When it comes to the war on drugs, reader Michel contrasts the success in Portugal with the devastation in Mexico:
Your reader Ethan wrote: “Even small-government conservatives like myself believe in government intervention when critical for safety, and it’s not challenging to argue that the ‘hard’ drugs aren’t safe under any circumstances.” And there you have much of what’s wrong with American democracy. “Yes, I see the evidence, but I just don’t care, because my common sense tells me something different.”
The use of hard drugs in Portugal has gone down, not up. Drug-related deaths in Portugal have gone down, not up. Drug-related HIV infections in Portugal have gone down, not up. Is that not the definition of “safer”?

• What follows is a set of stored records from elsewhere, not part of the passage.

//! In-process simulation of a CEC bus, used by tests and `--mock`
use std::{
    collections::BTreeMap,
    sync::{Mutex, MutexGuard, RwLock},
    time::{Duration, Instant},
};

use log::debug;

use super::{Backend, CecError};
use crate::{
    address::{LogicalAddress, PhysicalAddress},
    config::{Config, MockConfig, MockDeviceConfig},
    events::{Event, EventSink},
    model::{
        opcode, AdapterDescriptor, AdapterType, AudioStatus, CecVersion, Command, DeviceType,
        LogLevel, PowerStatus, VendorId,
    },
};

/// A simulated device on the bus
#[derive(Clone, Debug)]
pub struct MockDevice {
    pub physical_address: PhysicalAddress,
    pub vendor: VendorId,
    pub osd_name: String,
    pub cec_version: CecVersion,
    pub language: String,
    power: PowerStatus,
    // Power state reached once the deadline passes
    pending: Option<(PowerStatus, Instant)>,
}

impl MockDevice {
    fn settle(&mut self, now: Instant) {
        if let Some((target, due)) = self.pending {
            if now >= due {
                self.power = target;
                self.pending = None;
            }
        }
    }

    fn request(&mut self, target: PowerStatus, transition: Duration, now: Instant) {
        self.settle(now);
        if self.power == target && self.pending.is_none() {
            return;
        }

        self.power = match target {
            PowerStatus::On => PowerStatus::InTransitionStandbyToOn,
            _ => PowerStatus::InTransitionOnToStandby,
        };
        self.pending = Some((target, now + transition));
        self.settle(now);
    }
}

impl From<&MockDeviceConfig> for MockDevice {
    fn from(cfg: &MockDeviceConfig) -> Self {
        MockDevice {
            physical_address: cfg.physical_address,
            vendor: cfg.vendor,
            osd_name: cfg.osd_name.clone(),
            cec_version: cfg.cec_version,
            language: cfg.language.clone(),
            power: cfg.power,
            pending: None,
        }
    }
}

struct MockState {
    adapters: Vec<String>,
    open: Option<String>,
    fail_open: bool,
    can_persist: bool,
    config_unavailable: bool,
    primary: LogicalAddress,
    physical_address: PhysicalAddress,
    devices: BTreeMap<LogicalAddress, MockDevice>,
    transition: Duration,
    audio: AudioStatus,
    stream_path: Option<PhysicalAddress>,
    hdmi_port: Option<(LogicalAddress, u8)>,
    transmitted: Vec<Command>,
}

pub struct MockBackend {
    state: Mutex<MockState>,
    sink: RwLock<Option<EventSink>>,
    epoch: Instant,
}

fn primary_for(device_type: Option<&DeviceType>) -> LogicalAddress {
    match device_type {
        Some(DeviceType::Tv) => LogicalAddress::TV,
        Some(DeviceType::Tuner) => LogicalAddress::TUNER_1,
        Some(DeviceType::PlaybackDevice) => LogicalAddress::PLAYBACK_DEVICE_1,
        Some(DeviceType::AudioSystem) => LogicalAddress::AUDIO_SYSTEM,
        Some(DeviceType::RecordingDevice) | Some(DeviceType::Reserved) | None => {
            LogicalAddress::RECORDING_DEVICE_1
        }
    }
}

impl MockBackend {
    pub fn new(mock: &MockConfig, config: &Config) -> Self {
        let devices = mock
            .devices
            .iter()
            .map(|d| (d.address, MockDevice::from(d)))
            .collect();

        MockBackend {
            state: Mutex::new(MockState {
                adapters: mock.adapters.clone(),
                open: None,
                fail_open: false,
                can_persist: true,
                config_unavailable: false,
                primary: primary_for(config.device_types.first()),
                physical_address: PhysicalAddress(0x1100),
                devices,
                transition: Duration::from_millis(mock.transition_ms),
                audio: AudioStatus {
                    muted: false,
                    volume: Some(30),
                },
                stream_path: None,
                hdmi_port: None,
                transmitted: Vec::new(),
            }),
            sink: RwLock::new(None),
            epoch: Instant::now(),
        }
    }

    /// Uses the `[mock]` section of `config`, or the default simulated bus
    pub fn from_config(config: &Config) -> Self {
        let mock = config.mock.clone().unwrap_or_default();
        Self::new(&mock, config)
    }

    /// A bus without any adapter attached
    pub fn without_adapters() -> Self {
        let mock = MockConfig {
            adapters: Vec::new(),
            ..Default::default()
        };
        Self::new(&mock, &Config::default())
    }

    fn lock(&self) -> MutexGuard<'_, MockState> {
        self.state.lock().unwrap_or_else(|e| e.into_inner())
    }

    fn opened(&self) -> Result<MutexGuard<'_, MockState>, CecError> {
        let state = self.lock();
        if state.open.is_none() {
            return Err(CecError::NotInitialized);
        }
        Ok(state)
    }

    /// Delivers an event as if it came from the bus
    pub fn inject(&self, event: Event) {
        let sink = self
            .sink
            .read()
            .unwrap_or_else(|e| e.into_inner())
            .clone();
        if let Some(sink) = sink {
            sink(event);
        }
    }

    fn emit_all(&self, events: Vec<Event>) {
        for event in events {
            self.inject(event);
        }
    }

    fn log(&self, level: LogLevel, message: String) -> Event {
        Event::log(level, self.epoch.elapsed(), message)
    }

    pub fn set_fail_open(&self, fail: bool) {
        self.lock().fail_open = fail;
    }

    pub fn set_can_persist(&self, can_persist: bool) {
        self.lock().can_persist = can_persist;
    }

    /// Makes reading back the adapter configuration fail when persisting it
    pub fn set_config_unavailable(&self, unavailable: bool) {
        self.lock().config_unavailable = unavailable;
    }

    pub fn set_transition(&self, transition: Duration) {
        self.lock().transition = transition;
    }

    pub fn add_device(&self, addr: LogicalAddress, device: MockDevice) {
        self.lock().devices.insert(addr, device);
    }

    /// Commands sent through `transmit`, oldest first
    pub fn transmitted(&self) -> Vec<Command> {
        self.lock().transmitted.clone()
    }

    pub fn stream_path(&self) -> Option<PhysicalAddress> {
        self.lock().stream_path
    }

    pub fn hdmi_port(&self) -> Option<(LogicalAddress, u8)> {
        self.lock().hdmi_port
    }

    fn request_power(&self, addr: LogicalAddress, target: PowerStatus) -> Result<bool, CecError> {
        let mut state = self.opened()?;
        let primary = state.primary;
        let transition = state.transition;
        let op = match target {
            PowerStatus::On => opcode::IMAGE_VIEW_ON,
            _ => opcode::STANDBY,
        };
        let request = Command::new(primary, addr, op);

        let reply = state.devices.get_mut(&addr).map(|device| {
            device.request(target, transition, Instant::now());
            Command::new(addr, primary, opcode::REPORT_POWER_STATUS)
                .with_parameters(&[device.power as u8])
        });
        drop(state);

        let reply = match reply {
            Some(reply) => reply,
            None => {
                let nack = self.log(LogLevel::Traffic, format!("<< {} (nack)", request));
                self.inject(nack);
                return Ok(false);
            }
        };

        debug!("power request {} -> {}", request, reply);
        self.emit_all(vec![
            self.log(LogLevel::Traffic, format!("<< {}", request)),
            self.log(LogLevel::Traffic, format!(">> {}", reply)),
            Event::Command(reply),
        ]);
        Ok(true)
    }
}

impl Default for MockBackend {
    fn default() -> Self {
        Self::from_config(&Config::default())
    }
}

impl Backend for MockBackend {
    fn detect_adapters(&self) -> Result<Vec<AdapterDescriptor>, CecError> {
        let state = self.lock();
        Ok(state
            .adapters
            .iter()
            .enumerate()
            .map(|(i, port)| AdapterDescriptor {
                port: port.clone(),
                path: format!("/sys/devices/mock/{}", i),
                vendor_id: 0x2548,
                product_id: 0x1002,
                firmware_version: 12,
                firmware_build_date: 0,
                physical_address: state.physical_address,
                adapter_type: AdapterType::P8External,
            })
            .collect())
    }

    fn set_event_sink(&self, sink: EventSink) {
        *self.sink.write().unwrap_or_else(|e| e.into_inner()) = Some(sink);
    }

    fn open(&self, port: &str, _timeout: Duration) -> Result<(), CecError> {
        let mut state = self.lock();
        if state.open.is_some() {
            return Err(CecError::AlreadyOpen);
        }
        if state.fail_open || !state.adapters.iter().any(|p| p == port) {
            return Err(CecError::OpenFailed(port.to_string()));
        }
        state.open = Some(port.to_string());
        let primary = state.primary;
        drop(state);

        self.emit_all(vec![
            self.log(LogLevel::Notice, format!("connection opened on {}", port)),
            self.log(
                LogLevel::Notice,
                format!("logical address {} claimed", primary),
            ),
        ]);
        Ok(())
    }

    fn close(&self) {
        if self.lock().open.take().is_some() {
            let event = self.log(LogLevel::Notice, "connection closed".to_string());
            self.inject(event);
        }
    }

    fn active_devices(&self) -> Result<Vec<LogicalAddress>, CecError> {
        let state = self.opened()?;
        let mut addrs: Vec<_> = state.devices.keys().copied().collect();
        if !addrs.contains(&state.primary) {
            addrs.push(state.primary);
            addrs.sort();
        }
        Ok(addrs)
    }

    fn primary_address(&self) -> Result<LogicalAddress, CecError> {
        Ok(self.opened()?.primary)
    }

    fn vendor_id(&self, addr: LogicalAddress) -> Result<VendorId, CecError> {
        let state = self.opened()?;
        Ok(state.devices.get(&addr).map(|d| d.vendor).unwrap_or_default())
    }

    fn physical_address(&self, addr: LogicalAddress) -> Result<PhysicalAddress, CecError> {
        let state = self.opened()?;
        if addr == state.primary {
            return Ok(state.physical_address);
        }
        Ok(state
            .devices
            .get(&addr)
            .map(|d| d.physical_address)
            .unwrap_or(PhysicalAddress::INVALID))
    }

    fn cec_version(&self, addr: LogicalAddress) -> Result<CecVersion, CecError> {
        let state = self.opened()?;
        Ok(state
            .devices
            .get(&addr)
            .map(|d| d.cec_version)
            .unwrap_or(CecVersion::Unknown))
    }

    fn osd_name(&self, addr: LogicalAddress) -> Result<String, CecError> {
        let state = self.opened()?;
        Ok(state
            .devices
            .get(&addr)
            .map(|d| d.osd_name.clone())
            .unwrap_or_default())
    }

    fn menu_language(&self, addr: LogicalAddress) -> Result<String, CecError> {
        let state = self.opened()?;
        Ok(state
            .devices
            .get(&addr)
            .map(|d| d.language.clone())
            .unwrap_or_else(|| "???".to_string()))
    }

    fn power_status(&self, addr: LogicalAddress) -> Result<PowerStatus, CecError> {
        let mut state = self.opened()?;
        let now = Instant::now();
        Ok(match state.devices.get_mut(&addr) {
            Some(device) => {
                device.settle(now);
                device.power
            }
            None => PowerStatus::Unknown,
        })
    }

    fn power_on(&self, addr: LogicalAddress) -> Result<bool, CecError> {
        self.request_power(addr, PowerStatus::On)
    }

    fn standby(&self, addr: LogicalAddress) -> Result<bool, CecError> {
        self.request_power(addr, PowerStatus::Standby)
    }

    fn transmit(&self, command: &Command) -> Result<bool, CecError> {
        let mut state = self.opened()?;
        if command.parameters.len() > Command::MAX_PARAMETERS {
            return Err(CecError::TransmitFailed);
        }
        state.transmitted.push(command.clone());
        let acked = command.destination == LogicalAddress::BROADCAST
            || state.devices.contains_key(&command.destination);
        drop(state);

        let event = self.log(LogLevel::Traffic, format!("<< {}", command));
        self.inject(event);
        Ok(acked)
    }

    fn volume_up(&self) -> Result<u8, CecError> {
        let mut state = self.opened()?;
        let volume = state.audio.volume.unwrap_or(0);
        state.audio.volume = Some((volume + 1).min(100));
        Ok(state.audio.to_byte())
    }

    fn volume_down(&self) -> Result<u8, CecError> {
        let mut state = self.opened()?;
        let volume = state.audio.volume.unwrap_or(0);
        state.audio.volume = Some(volume.saturating_sub(1));
        Ok(state.audio.to_byte())
    }

    fn toggle_mute(&self) -> Result<u8, CecError> {
        let mut state = self.opened()?;
        state.audio.muted = !state.audio.muted;
        Ok(state.audio.to_byte())
    }

    fn set_stream_path_logical(&self, addr: LogicalAddress) -> Result<bool, CecError> {
        let mut state = self.opened()?;
        let physical = match state.devices.get(&addr) {
            Some(device) => device.physical_address,
            None => return Ok(false),
        };
        state.stream_path = Some(physical);
        Ok(true)
    }

    fn set_stream_path_physical(&self, addr: PhysicalAddress) -> Result<bool, CecError> {
        self.opened()?.stream_path = Some(addr);
        Ok(true)
    }

    fn set_physical_address(&self, addr: PhysicalAddress) -> Result<bool, CecError> {
        self.opened()?.physical_address = addr;
        Ok(true)
    }

    fn set_hdmi_port(&self, base_device: LogicalAddress, port: u8) -> Result<bool, CecError> {
        let mut state = self.opened()?;
        state.hdmi_port = Some((base_device, port));
        if let Some(base) = state.devices.get(&base_device) {
            // The adapter takes the next level below its base device
            let base = base.physical_address.0;
            let shift = (0..4).find(|n| (base >> (n * 4)) & 0xF != 0).unwrap_or(4);
            if shift > 0 {
                state.physical_address = PhysicalAddress(base | ((port as u16) << ((shift - 1) * 4)));
            }
        }
        Ok(true)
    }

    fn can_persist_configuration(&self) -> Result<bool, CecError> {
        Ok(self.opened()?.can_persist)
    }

    fn persist_configuration(&self) -> Result<bool, CecError> {
        let state = self.opened()?;
        if state.config_unavailable {
            return Err(CecError::ConfigurationUnavailable);
        }
        Ok(state.can_persist)
    }
}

A bit of Googling indicates the picture on drug-related crime (robberies, etc.) is murky, what with the collapse of the Portuguese economy since drug legalization. But there doesn’t seem to be any solid evidence that drug-related crime has gone up.
Not to mention—OK, I’m gonna mention it—that the drug-cartel wars in Mexico [between the years 2006 and 2012 saw an estimated total number of homicides reach as high as 125,000], not including an estimated 25,000 missing. That also doesn’t include the drug-gang wars in other countries of Central and South America. Are these people, and their friends and families, not human beings? Does their suffering count for nothing?
Excuse me, I think I need a drink.
On that note, another reader asks, “What about alcohol and tobacco?”
I believe that those two drugs are far more harmful and addictive than all of the other illegal drugs out there. The ravages of alcohol and tobacco are well known, yet they are still socially acceptable. So where do we draw the line?
I just feel that no matter how we slice it, people will continue to use drugs. Why not bring it all out into the light?